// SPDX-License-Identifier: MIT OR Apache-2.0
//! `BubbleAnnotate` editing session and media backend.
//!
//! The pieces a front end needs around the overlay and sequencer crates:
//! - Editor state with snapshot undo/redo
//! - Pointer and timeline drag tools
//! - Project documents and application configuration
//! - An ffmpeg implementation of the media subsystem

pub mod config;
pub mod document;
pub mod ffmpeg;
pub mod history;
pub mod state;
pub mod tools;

----------

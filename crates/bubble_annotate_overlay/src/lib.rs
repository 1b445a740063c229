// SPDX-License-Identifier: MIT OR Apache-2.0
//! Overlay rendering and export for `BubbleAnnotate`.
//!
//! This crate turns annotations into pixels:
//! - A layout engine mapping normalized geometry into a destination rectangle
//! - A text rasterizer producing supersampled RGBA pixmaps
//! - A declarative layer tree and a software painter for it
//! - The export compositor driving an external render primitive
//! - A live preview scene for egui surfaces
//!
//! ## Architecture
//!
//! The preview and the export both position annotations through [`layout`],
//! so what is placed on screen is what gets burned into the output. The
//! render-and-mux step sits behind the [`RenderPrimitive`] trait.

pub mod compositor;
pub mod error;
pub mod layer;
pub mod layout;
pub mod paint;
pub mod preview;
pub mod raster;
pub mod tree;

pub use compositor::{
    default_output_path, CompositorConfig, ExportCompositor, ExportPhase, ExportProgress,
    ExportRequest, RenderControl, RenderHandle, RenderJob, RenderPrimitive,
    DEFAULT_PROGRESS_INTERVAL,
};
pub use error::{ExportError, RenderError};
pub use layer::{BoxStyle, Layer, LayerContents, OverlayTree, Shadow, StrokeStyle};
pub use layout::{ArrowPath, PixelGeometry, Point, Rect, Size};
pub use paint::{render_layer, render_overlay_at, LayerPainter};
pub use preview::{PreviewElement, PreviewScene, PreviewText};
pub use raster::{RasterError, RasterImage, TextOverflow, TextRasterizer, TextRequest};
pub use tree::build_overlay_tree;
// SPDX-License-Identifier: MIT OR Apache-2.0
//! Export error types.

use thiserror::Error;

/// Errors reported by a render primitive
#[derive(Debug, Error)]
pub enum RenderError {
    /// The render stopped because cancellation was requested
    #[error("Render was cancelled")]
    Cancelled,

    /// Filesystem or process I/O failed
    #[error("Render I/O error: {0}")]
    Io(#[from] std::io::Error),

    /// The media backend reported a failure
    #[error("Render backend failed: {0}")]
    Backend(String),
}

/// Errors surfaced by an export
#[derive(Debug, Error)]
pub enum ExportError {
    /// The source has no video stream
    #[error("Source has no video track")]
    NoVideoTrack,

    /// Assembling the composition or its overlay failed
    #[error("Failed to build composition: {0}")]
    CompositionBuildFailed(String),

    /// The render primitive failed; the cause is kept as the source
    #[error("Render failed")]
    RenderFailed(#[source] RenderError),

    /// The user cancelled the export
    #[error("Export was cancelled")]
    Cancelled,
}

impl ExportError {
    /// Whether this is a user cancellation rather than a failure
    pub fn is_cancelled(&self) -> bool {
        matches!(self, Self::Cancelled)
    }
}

----------

◆ What to produce ◆
Across the whole listing above, determine how many lines hold the word "Errors". Only that number is wanted.

◆ Output ◆
2